▽
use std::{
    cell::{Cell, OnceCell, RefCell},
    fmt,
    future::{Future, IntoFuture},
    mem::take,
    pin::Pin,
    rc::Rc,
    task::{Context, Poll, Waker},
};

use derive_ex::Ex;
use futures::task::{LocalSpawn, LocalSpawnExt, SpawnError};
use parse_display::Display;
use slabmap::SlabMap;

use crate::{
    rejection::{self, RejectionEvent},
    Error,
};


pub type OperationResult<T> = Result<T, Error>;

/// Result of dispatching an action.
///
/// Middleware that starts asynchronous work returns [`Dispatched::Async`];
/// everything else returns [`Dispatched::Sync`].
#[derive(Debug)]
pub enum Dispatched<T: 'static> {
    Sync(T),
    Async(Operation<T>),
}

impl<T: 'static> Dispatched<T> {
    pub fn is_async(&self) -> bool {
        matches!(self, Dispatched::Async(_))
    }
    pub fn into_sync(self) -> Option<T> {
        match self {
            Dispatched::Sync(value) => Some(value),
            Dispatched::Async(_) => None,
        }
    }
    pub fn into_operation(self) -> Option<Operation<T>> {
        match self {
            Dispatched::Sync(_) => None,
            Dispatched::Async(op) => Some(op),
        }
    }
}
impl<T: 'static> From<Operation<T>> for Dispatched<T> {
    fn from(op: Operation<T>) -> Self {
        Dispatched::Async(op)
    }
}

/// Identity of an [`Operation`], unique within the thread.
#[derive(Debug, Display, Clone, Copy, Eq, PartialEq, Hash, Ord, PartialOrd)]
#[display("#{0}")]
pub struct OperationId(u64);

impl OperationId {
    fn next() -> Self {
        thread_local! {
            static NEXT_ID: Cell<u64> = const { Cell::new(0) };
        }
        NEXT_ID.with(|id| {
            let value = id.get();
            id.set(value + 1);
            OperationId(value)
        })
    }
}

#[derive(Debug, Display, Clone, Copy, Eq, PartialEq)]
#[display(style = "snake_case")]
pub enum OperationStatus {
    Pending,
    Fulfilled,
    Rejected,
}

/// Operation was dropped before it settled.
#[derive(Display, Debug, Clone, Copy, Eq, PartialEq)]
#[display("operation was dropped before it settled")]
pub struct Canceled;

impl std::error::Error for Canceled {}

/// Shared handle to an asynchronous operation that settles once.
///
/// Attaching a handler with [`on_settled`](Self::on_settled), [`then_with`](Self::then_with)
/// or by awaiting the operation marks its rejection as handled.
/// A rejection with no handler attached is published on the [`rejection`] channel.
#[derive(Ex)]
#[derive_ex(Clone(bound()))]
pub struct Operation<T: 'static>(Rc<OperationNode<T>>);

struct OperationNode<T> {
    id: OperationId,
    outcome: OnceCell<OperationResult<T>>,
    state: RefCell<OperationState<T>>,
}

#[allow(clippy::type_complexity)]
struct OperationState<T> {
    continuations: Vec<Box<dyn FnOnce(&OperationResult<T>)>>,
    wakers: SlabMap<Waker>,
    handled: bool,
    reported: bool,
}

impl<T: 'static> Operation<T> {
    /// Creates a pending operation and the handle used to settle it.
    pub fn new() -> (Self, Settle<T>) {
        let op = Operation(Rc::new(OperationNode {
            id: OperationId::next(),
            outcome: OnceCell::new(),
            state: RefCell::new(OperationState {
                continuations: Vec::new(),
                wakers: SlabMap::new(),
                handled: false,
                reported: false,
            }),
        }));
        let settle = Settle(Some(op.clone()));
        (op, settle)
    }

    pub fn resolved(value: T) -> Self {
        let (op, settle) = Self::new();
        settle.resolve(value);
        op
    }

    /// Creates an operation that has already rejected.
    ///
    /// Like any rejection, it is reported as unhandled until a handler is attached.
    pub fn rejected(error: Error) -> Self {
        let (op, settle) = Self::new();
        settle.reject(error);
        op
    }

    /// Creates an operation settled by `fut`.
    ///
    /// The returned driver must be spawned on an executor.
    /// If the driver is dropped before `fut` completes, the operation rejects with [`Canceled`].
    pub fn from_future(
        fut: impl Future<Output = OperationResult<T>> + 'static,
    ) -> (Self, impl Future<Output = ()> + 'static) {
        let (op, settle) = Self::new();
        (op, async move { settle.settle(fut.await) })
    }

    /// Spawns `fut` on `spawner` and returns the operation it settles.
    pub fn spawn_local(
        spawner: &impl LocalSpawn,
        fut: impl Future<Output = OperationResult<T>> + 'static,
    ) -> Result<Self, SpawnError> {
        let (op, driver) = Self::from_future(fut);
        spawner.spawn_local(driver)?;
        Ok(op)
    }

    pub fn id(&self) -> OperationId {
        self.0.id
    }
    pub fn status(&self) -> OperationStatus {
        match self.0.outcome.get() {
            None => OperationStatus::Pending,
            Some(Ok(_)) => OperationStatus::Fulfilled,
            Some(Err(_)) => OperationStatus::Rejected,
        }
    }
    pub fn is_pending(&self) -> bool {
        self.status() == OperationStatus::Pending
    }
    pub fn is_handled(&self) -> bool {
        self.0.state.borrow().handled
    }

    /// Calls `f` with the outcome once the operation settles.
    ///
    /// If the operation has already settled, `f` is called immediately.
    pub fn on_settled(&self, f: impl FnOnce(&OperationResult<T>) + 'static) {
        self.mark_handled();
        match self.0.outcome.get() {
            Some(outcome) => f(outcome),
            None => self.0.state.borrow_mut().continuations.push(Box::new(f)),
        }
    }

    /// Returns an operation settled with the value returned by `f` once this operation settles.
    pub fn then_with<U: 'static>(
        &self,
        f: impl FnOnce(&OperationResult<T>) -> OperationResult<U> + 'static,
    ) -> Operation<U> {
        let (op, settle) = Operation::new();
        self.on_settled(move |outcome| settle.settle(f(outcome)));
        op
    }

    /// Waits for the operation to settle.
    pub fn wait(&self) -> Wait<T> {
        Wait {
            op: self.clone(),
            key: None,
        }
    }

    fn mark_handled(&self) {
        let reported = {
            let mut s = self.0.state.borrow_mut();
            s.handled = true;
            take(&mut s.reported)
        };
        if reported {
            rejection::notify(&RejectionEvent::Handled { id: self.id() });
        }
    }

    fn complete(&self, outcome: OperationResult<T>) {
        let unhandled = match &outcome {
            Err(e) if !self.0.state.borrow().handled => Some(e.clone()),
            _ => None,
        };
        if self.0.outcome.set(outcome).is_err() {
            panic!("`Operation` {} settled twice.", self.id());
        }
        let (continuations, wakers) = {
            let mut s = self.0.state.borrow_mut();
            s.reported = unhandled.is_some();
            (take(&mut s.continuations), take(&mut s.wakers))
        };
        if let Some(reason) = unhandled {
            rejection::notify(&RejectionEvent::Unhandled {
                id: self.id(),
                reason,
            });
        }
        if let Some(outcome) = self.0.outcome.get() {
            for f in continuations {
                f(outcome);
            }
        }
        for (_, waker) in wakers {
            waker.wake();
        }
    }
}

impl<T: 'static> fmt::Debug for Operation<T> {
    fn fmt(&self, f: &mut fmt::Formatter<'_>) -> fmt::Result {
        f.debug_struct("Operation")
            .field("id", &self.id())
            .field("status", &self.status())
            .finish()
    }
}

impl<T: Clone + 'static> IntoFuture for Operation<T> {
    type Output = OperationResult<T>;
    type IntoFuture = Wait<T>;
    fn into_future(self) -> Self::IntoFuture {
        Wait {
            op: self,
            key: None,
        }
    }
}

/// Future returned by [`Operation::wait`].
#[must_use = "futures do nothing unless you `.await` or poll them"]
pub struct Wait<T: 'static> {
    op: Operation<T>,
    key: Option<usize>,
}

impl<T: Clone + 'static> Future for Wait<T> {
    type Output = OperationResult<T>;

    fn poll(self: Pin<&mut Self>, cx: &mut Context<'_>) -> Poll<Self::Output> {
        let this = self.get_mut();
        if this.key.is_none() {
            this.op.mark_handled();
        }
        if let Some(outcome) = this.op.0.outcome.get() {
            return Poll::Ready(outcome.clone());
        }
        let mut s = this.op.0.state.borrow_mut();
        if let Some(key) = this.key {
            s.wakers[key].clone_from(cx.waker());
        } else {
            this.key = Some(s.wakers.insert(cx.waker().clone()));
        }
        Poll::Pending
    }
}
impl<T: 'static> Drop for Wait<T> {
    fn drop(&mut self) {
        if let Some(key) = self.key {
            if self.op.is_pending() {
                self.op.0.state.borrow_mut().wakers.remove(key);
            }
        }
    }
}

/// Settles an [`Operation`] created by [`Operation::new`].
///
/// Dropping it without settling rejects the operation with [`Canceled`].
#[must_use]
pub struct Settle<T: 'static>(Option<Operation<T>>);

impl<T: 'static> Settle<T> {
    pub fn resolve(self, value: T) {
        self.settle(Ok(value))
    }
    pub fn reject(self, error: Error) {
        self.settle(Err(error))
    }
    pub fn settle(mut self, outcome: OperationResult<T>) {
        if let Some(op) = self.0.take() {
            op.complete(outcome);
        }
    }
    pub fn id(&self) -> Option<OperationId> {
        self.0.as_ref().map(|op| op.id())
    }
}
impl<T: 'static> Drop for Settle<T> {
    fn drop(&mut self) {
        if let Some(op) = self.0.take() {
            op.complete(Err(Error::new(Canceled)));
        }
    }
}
△
▽
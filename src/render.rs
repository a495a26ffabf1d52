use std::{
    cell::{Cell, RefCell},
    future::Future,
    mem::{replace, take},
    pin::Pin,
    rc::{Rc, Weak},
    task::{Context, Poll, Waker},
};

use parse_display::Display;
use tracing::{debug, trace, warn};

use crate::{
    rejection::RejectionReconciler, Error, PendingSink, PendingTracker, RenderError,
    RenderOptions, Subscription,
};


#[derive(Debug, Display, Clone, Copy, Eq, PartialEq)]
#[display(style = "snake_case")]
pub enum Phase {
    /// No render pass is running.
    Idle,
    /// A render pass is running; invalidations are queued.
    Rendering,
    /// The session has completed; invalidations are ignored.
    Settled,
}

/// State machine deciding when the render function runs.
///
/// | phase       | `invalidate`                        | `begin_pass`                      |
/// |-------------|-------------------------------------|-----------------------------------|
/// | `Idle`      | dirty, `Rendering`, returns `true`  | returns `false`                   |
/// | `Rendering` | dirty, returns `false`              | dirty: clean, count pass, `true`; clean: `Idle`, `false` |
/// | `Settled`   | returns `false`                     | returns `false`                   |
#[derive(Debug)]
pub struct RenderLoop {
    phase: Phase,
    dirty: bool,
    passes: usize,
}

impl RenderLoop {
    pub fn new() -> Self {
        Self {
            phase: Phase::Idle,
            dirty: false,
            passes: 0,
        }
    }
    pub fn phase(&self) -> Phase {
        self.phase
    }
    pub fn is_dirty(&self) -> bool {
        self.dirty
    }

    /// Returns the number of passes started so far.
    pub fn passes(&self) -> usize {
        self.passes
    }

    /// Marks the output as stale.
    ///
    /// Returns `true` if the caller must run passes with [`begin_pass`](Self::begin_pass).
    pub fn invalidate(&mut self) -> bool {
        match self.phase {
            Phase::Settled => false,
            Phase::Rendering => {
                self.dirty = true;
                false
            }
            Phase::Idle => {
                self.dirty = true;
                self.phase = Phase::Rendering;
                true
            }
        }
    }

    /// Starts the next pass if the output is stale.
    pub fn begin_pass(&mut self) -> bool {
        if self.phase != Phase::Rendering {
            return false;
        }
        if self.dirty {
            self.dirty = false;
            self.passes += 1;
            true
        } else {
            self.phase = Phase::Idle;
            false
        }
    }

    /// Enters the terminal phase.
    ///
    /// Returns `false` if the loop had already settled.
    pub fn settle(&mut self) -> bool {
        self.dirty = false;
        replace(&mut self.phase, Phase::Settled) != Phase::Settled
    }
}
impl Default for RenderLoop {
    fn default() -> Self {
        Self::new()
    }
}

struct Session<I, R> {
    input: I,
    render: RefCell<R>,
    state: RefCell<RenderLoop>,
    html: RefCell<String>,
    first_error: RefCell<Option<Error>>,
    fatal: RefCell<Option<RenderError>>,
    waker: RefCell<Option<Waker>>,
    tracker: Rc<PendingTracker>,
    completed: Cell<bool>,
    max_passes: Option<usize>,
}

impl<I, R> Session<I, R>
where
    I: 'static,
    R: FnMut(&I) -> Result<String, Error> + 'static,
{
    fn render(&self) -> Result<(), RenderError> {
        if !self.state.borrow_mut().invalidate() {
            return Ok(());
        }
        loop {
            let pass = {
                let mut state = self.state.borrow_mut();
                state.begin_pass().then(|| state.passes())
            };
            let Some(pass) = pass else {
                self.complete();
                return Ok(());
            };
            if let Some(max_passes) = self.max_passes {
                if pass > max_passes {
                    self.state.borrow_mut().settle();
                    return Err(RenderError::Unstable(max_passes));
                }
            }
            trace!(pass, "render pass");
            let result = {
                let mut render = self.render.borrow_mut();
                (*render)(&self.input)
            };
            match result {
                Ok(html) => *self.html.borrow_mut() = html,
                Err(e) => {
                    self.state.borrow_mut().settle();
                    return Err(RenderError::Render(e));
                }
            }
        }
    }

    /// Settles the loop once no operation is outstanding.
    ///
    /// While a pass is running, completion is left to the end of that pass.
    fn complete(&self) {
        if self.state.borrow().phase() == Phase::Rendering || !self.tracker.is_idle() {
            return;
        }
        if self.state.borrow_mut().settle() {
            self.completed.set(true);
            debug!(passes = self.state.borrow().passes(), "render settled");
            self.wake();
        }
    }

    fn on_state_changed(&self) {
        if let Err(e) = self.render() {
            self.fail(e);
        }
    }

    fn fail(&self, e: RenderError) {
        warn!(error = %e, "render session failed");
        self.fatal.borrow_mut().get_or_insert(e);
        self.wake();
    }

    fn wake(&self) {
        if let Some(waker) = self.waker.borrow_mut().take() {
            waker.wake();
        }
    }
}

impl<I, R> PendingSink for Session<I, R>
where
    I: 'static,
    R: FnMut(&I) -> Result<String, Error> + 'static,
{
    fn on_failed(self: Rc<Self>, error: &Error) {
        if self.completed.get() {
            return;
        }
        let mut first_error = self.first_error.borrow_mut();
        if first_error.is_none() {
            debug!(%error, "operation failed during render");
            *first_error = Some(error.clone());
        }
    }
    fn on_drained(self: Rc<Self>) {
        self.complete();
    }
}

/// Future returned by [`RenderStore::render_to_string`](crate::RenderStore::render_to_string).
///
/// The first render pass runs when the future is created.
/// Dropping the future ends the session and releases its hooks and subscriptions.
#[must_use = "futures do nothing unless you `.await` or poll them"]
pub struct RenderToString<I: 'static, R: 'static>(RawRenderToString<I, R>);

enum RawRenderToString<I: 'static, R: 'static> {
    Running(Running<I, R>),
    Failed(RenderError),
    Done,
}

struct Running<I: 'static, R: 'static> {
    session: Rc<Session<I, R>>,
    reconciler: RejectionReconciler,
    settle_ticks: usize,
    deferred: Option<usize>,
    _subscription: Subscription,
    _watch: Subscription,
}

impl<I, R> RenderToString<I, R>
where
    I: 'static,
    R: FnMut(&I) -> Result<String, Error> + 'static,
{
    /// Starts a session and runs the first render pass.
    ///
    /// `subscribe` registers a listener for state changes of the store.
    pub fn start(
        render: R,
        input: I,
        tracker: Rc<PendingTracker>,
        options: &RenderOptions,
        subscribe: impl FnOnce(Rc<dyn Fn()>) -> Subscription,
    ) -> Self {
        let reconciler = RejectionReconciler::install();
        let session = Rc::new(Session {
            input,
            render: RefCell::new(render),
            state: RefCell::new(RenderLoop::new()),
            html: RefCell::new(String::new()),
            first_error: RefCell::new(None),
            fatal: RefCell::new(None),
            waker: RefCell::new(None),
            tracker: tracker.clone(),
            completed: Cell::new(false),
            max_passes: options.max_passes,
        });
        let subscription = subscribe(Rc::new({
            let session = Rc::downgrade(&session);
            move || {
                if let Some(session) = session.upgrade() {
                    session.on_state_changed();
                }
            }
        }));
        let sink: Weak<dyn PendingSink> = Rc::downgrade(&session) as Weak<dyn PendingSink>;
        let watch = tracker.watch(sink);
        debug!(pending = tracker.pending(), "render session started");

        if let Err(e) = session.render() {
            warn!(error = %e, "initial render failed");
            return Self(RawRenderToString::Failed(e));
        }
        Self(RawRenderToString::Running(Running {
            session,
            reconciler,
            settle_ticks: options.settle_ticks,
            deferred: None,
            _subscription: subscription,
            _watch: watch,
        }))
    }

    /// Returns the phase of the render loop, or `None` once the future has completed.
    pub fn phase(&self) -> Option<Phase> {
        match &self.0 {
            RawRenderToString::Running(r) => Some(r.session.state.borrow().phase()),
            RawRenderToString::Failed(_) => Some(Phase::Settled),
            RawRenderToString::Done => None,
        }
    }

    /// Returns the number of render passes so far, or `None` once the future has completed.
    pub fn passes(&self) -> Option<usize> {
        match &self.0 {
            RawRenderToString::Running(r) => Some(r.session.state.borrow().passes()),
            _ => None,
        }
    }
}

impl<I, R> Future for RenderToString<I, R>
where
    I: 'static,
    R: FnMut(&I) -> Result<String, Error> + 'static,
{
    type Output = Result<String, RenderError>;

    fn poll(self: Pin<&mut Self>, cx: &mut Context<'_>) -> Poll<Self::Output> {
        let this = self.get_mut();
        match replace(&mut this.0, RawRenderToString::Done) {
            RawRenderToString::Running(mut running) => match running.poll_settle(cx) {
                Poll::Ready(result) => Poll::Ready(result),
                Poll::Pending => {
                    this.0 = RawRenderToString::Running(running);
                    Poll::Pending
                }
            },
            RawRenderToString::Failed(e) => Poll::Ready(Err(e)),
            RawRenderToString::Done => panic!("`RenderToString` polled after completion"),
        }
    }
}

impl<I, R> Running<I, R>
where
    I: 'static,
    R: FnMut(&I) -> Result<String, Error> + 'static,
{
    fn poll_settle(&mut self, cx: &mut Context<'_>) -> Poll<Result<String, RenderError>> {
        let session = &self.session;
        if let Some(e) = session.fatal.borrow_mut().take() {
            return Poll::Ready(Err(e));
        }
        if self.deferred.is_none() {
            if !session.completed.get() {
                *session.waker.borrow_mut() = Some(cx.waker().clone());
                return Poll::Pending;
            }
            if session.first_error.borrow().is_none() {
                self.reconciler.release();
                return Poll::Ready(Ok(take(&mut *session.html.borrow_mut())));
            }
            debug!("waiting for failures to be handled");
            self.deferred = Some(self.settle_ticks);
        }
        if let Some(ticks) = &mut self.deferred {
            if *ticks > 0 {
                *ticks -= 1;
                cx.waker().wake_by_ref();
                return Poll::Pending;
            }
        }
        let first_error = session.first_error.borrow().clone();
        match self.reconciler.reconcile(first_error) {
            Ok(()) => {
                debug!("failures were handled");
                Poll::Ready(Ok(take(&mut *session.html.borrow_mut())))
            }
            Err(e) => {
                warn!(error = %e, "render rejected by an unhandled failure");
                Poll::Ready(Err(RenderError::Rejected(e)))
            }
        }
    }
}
△
**Required action**
Extract each line from the entries above that contains the string "FnOnce".

**Solution to this problem**
    continuations: Vec<Box<dyn FnOnce(&OperationResult<T>)>>,
    pub fn on_settled(&self, f: impl FnOnce(&OperationResult<T>) + 'static) {
        f: impl FnOnce(&OperationResult<T>) -> OperationResult<U> + 'static,
        subscribe: impl FnOnce(Rc<dyn Fn()>) -> Subscription,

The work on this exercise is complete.